「全レース1番の単勝を買い続けた男」文人シリーズ第6回「織田作之助 競馬を愛した『夫婦善哉』の作者」

斎藤一九馬(編集者・ノンフィクションライター)
「斎藤一九馬のおんまさんに魅せられて55年」
【まとめ】
・昭和初期の流行作家織田作之助の「競馬」で、主人公寺田は第1レースから1番の単勝を買い続けた。
・寺田と妻一代との競馬を介した狂おしい交情が描かれる。
・競馬ファンなら読んで損はない。
人が競馬場に足を踏み入れるきっかけはさまざまあるだろう。一時期競馬から遠ざかっていた私が再び競馬場に足を向けたわけは、ある夜、次の一文に接したからだった。
「朝からどんより曇っていたが、雨にはならず、低い雲が陰気に垂れた競馬場を黒い秋風が黒く走っていた。しぜん人も馬も重苦しい気持に沈んでしまいそうだったが、しかしふと通り魔が過ぎ去った跡のような虚しい慌しさにせき立てられるのは、こんな日は競争(レース)が荒れて大穴が出るからだろうか。晩秋の黄昏がはや忍び寄ったような翳(かげ)の中を焦燥の色を帯びた殺気がふと行き交っていた。」
こんな見事な競馬小説の書き出しを私はほかに知らない。ある土曜日の夜、寝る前に何気なく書架から取り出した一冊がこれだった。翌朝、私は自宅のある大阪を出て、しのつく雨の中を競馬場のある京都の淀に向かっていた。

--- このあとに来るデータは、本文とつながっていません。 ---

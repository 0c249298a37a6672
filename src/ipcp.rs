// SPDX-License-Identifier: EUPL-1.2-or-later
// Copyright © 2026-present ARI Contributors

//! The normal IPCP event loop (§4.1): one task per IPCP, sole owner of the
//! RIB and of every per-neighbour enrolment/keepalive timer. Three sources
//! feed it through one `tokio::select!`: external commands from the local
//! configuration socket, up-calls from the configured shim, and its own
//! timer-fire channel — the same three-way dispatch the teacher's
//! `RibActor`/`EfcpActor`/`RmtActor` split used four tasks and a bus of
//! actor messages for; collapsing it here works because the RIB (§9 Design
//! Note) already owns every Neighbor and NeighFlow directly, so there is
//! only one mutable owner to serialise access to in the first place.
//!
//! Timers are not `JoinHandle`s to abort: each armed timer gets a fresh
//! `u64` id stashed on the `NeighFlow` it belongs to (`rib::neighbor::TimerId`),
//! and a fired timer is applied only if its id still matches what is
//! stashed there. Restarting or stopping a timer is just overwriting or
//! clearing that id, so a timer that already fired (its message is sitting
//! in `loop_rx`) is silently ignored once superseded — cancellation that is
//! correct even after the fact, without needing the spawned `sleep` task to
//! be reachable at all.

use std::collections::HashMap;
use std::time::{Duration, SystemTime, UNIX_EPOCH};

use tokio::sync::{mpsc, oneshot};
use tokio::time::sleep;
use tracing::{debug, info, warn};

use crate::cdap::{decode_message, encode_message, CdapMessage, CdapOpCode};
use crate::config::IpcpConfiguration;
use crate::control::{LocalCommand, LocalRequest, LocalResponse};
use crate::enroll::fsm::{self, EnrollState, FsmAction, FsmContext, FsmEvent};
use crate::enroll::obj::{CLASS_KEEPALIVE, OBJ_KEEPALIVE, OBJ_NEIGHBORS};
use crate::enroll::{ENROLL_TO_MS, KEEPALIVE_INTVAL_MS, KEEPALIVE_THRESH, MAX_ATTEMPTS, SYNC_CHUNK_LIMIT};
use crate::error::{AriError, EnrollmentError};
use crate::kernel::KernelMessage;
use crate::name::Name;
use crate::rib::{Outbound, Rib};
use crate::shim::{Shim, ShimChannel};

fn now_secs() -> u64 {
    SystemTime::now()
        .duration_since(UNIX_EPOCH)
        .map(|d| d.as_secs())
        .unwrap_or(0)
}

/// One fired timer, routed through the event loop's own `select!` arm
/// rather than acted on directly from the spawned `sleep` task, so every
/// RIB mutation still happens on the single task that owns it.
enum LoopEvent {
    EnrollTimeout { neighbor: String, port_id: u32, timer_id: u64 },
    Keepalive { neighbor: String, port_id: u32, timer_id: u64 },
}

/// Cheap-to-clone handle for submitting commands to a running [`Ipcp`],
/// shared by the local control socket listener and by `main` for issuing
/// the configured bootstrap-peer enrolments at startup.
#[derive(Clone)]
pub struct IpcpHandle {
    commands: mpsc::Sender<LocalRequest>,
}

impl IpcpHandle {
    /// Submits a command and waits for its response (§6 SUPPLEMENT: the
    /// control socket's own protocol is this same request/response shape,
    /// one level further out over a Unix socket).
    pub async fn submit(&self, command: LocalCommand) -> LocalResponse {
        let (respond, recv) = oneshot::channel();
        if self
            .commands
            .send(LocalRequest { command, respond })
            .await
            .is_err()
        {
            return LocalResponse::Err("IPCP event loop unavailable".into());
        }
        recv.await
            .unwrap_or_else(|_| LocalResponse::Err("IPCP dropped the request".into()))
    }

    /// The raw sender, handed to [`crate::control::serve`].
    pub fn command_sender(&self) -> mpsc::Sender<LocalRequest> {
        self.commands.clone()
    }
}

/// One normal IPCP (§3, §4.1). Generic over the shim backing its single
/// lower DIF so the loop never has to know whether it is running over
/// shim-udp4 or shim-hv.
pub struct Ipcp<S: Shim + 'static> {
    rib: Rib,
    shim: S,
    local_name: Name,
    shim_channel: ShimChannel,
    commands: mpsc::Receiver<LocalRequest>,
    loop_tx: mpsc::Sender<LoopEvent>,
    loop_rx: mpsc::Receiver<LoopEvent>,
    /// Reverse index from an allocated port to the neighbour it belongs to,
    /// since up-calls only carry a `port_id` (§4.2).
    port_neighbor: HashMap<u32, String>,
    /// One pending external `Enroll` request per neighbour, resolved by
    /// `FsmAction::SignalCompletion` once the handshake settles.
    pending_enroll: HashMap<String, oneshot::Sender<LocalResponse>>,
    timer_seq: u64,
}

小説は昭和初期の流行作家織田作之助の『競馬』。雑誌「改造」(昭和21年4月号)に掲載された短編だ。いま、織田作之助といってもほとんどの人が知らないだろう。それでも関西圏の年配の人なら、『夫婦善哉』の作者、通称「織田作」だよと言えば、「ああ」と手を叩いて相槌を打つかもしれない。
小説の舞台は戦中の京都競馬場、別称淀競馬場だ。時期は文面から察するに、日本が真珠湾攻撃をしかけて太平洋戦争に突入した翌年のことであろう。
雑誌の編集者である主人公の寺田は、その日、第1レースから1番の単勝を買い続けていた。
「迷いもせず一途に1の数字を追って行く買い方は、行き当たりばったりに思案を変えて行く人々の狂気を遠くはなれていたわけだが、しかし取り乱さぬその冷静さがかえって普通でなく、度の過ぎた潔癖症の果てが狂気に通ずるように、頑なその一途さはふと常規を外れていたかもしれない。寺田が1の数字を追い続けたのも、実はなくなった細君が一代という名であったからだ。」(同書)
寺田は前年に愛妻を乳がんで亡くしていた。彼はこの日、最終レースまで1番の単勝を買い続けた。ちなみに当時の馬券は単勝式しかなく、しかも1枚20円という高額で、とても庶民が手を出せるギャンブルではなかったのである。昭和初期の1円は今の1000〜2000円(4000円という説もある)ほどになるらしい。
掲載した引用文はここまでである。